### SOURCE DATA
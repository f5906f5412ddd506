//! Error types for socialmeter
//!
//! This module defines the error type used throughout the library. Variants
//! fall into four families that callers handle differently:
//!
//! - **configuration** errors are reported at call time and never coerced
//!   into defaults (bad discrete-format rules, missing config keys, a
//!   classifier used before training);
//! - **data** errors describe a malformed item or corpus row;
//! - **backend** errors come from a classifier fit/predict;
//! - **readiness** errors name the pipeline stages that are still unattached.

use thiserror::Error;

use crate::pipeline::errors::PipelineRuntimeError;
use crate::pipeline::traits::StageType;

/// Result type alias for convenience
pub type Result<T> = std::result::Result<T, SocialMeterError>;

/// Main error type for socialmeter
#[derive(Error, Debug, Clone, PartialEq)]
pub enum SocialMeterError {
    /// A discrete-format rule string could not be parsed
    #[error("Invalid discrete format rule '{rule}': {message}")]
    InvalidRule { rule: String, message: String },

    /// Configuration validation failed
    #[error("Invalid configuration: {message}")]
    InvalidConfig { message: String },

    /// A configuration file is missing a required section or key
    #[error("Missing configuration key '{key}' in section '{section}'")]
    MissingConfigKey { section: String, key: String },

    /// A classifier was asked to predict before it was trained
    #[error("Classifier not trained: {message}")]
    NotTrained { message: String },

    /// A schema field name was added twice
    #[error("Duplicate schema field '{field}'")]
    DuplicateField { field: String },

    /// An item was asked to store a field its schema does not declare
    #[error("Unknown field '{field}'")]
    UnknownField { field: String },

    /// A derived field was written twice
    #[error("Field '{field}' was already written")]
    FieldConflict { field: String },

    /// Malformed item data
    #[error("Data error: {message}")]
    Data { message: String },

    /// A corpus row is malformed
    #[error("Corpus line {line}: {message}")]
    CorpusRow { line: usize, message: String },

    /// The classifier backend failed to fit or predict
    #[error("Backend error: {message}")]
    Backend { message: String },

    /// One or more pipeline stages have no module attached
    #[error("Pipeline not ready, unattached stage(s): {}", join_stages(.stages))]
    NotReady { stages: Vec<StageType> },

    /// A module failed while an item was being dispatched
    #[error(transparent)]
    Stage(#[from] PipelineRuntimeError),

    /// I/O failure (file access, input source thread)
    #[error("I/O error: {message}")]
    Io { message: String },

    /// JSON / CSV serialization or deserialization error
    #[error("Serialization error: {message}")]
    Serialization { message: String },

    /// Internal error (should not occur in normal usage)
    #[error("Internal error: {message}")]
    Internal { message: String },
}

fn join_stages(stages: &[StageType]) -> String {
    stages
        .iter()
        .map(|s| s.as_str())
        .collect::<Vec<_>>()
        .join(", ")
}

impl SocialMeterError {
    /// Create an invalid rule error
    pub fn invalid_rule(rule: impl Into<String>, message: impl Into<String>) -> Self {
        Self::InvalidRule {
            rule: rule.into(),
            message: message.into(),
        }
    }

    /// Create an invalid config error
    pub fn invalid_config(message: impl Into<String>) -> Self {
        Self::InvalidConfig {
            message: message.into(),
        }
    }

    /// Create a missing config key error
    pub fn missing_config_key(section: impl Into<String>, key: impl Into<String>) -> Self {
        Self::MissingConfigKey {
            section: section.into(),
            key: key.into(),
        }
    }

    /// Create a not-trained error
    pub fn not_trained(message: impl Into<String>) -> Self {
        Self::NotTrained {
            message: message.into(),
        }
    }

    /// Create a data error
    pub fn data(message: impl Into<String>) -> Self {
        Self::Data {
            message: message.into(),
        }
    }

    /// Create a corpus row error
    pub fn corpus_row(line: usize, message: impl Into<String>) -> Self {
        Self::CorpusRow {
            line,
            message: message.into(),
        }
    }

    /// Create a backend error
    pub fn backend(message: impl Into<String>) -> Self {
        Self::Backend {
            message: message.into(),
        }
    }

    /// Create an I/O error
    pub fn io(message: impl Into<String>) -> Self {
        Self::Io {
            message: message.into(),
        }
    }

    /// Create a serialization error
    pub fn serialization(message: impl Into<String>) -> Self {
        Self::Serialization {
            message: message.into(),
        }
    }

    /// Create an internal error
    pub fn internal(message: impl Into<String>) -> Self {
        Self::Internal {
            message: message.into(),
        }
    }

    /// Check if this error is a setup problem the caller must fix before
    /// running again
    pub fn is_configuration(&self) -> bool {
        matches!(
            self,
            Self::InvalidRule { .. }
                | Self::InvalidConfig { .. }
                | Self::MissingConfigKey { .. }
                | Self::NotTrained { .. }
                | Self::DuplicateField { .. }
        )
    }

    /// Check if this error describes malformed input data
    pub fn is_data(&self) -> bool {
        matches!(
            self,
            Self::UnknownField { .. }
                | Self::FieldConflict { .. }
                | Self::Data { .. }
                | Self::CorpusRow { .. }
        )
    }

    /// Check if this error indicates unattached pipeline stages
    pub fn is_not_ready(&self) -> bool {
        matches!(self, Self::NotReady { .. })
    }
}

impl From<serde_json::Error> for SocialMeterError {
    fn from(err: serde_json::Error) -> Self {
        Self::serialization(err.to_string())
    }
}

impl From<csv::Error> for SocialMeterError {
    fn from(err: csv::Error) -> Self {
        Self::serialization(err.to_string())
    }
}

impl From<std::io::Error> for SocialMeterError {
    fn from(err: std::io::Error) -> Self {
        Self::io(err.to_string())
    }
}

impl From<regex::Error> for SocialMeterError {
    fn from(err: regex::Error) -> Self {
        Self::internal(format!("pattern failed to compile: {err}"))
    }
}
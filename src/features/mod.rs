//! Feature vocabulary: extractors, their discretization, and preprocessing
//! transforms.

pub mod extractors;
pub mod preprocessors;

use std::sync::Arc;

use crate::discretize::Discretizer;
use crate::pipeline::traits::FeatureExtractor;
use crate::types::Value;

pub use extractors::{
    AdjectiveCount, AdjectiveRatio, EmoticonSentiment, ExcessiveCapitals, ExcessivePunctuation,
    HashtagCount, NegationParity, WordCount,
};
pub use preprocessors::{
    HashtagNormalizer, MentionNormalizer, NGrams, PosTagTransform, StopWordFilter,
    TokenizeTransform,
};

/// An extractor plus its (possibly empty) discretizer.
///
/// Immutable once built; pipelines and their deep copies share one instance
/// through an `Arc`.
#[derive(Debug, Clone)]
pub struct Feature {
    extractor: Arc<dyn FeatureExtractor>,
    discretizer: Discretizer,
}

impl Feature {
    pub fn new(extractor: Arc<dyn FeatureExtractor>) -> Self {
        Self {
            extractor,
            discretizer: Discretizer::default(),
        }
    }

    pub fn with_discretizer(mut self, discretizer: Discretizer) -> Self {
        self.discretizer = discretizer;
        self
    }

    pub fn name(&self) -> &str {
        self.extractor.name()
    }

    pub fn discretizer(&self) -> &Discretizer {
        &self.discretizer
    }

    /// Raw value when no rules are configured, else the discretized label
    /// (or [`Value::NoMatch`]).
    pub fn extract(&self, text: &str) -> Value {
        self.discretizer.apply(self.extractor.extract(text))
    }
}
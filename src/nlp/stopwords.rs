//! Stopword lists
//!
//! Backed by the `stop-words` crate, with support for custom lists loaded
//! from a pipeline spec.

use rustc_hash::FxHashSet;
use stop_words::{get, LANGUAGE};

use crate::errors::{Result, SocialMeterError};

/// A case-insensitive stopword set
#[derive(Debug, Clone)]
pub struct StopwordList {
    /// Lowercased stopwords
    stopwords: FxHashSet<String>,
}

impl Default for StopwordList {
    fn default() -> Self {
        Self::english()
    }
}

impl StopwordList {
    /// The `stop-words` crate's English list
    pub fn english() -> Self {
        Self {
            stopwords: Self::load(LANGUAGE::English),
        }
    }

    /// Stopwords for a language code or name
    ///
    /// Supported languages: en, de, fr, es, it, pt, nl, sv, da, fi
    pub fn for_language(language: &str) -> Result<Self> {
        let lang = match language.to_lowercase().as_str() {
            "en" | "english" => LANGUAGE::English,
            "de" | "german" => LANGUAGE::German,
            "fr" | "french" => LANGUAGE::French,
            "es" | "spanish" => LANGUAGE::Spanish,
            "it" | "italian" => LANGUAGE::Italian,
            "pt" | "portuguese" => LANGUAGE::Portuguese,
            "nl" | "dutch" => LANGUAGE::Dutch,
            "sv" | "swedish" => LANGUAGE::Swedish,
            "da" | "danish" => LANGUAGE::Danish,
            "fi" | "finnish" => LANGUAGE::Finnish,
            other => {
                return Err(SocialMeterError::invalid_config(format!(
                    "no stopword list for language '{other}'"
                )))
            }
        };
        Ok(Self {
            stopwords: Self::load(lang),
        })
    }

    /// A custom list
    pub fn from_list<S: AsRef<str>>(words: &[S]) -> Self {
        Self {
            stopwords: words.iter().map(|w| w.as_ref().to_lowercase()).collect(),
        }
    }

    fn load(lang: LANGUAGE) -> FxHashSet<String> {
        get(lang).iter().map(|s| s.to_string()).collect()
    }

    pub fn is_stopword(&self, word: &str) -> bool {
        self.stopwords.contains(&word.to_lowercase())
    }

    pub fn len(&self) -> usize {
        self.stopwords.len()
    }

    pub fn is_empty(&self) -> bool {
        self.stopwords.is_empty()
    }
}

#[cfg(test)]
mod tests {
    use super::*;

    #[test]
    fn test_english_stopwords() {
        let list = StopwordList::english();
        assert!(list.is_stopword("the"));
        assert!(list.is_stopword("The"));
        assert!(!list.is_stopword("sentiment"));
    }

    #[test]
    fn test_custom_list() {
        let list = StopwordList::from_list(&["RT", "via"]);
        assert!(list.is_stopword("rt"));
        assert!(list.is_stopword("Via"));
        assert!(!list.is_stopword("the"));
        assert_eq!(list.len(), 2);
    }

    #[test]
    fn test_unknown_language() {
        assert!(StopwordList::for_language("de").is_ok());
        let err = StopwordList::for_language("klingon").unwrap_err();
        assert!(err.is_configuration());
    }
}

### EXERCISE PROMPT
Report every line from the listing above where the string "predict" can be found.

### SOLUTION BELOW
//! - **backend** errors come from a classifier fit/predict;
    /// A classifier was asked to predict before it was trained
    /// The classifier backend failed to fit or predict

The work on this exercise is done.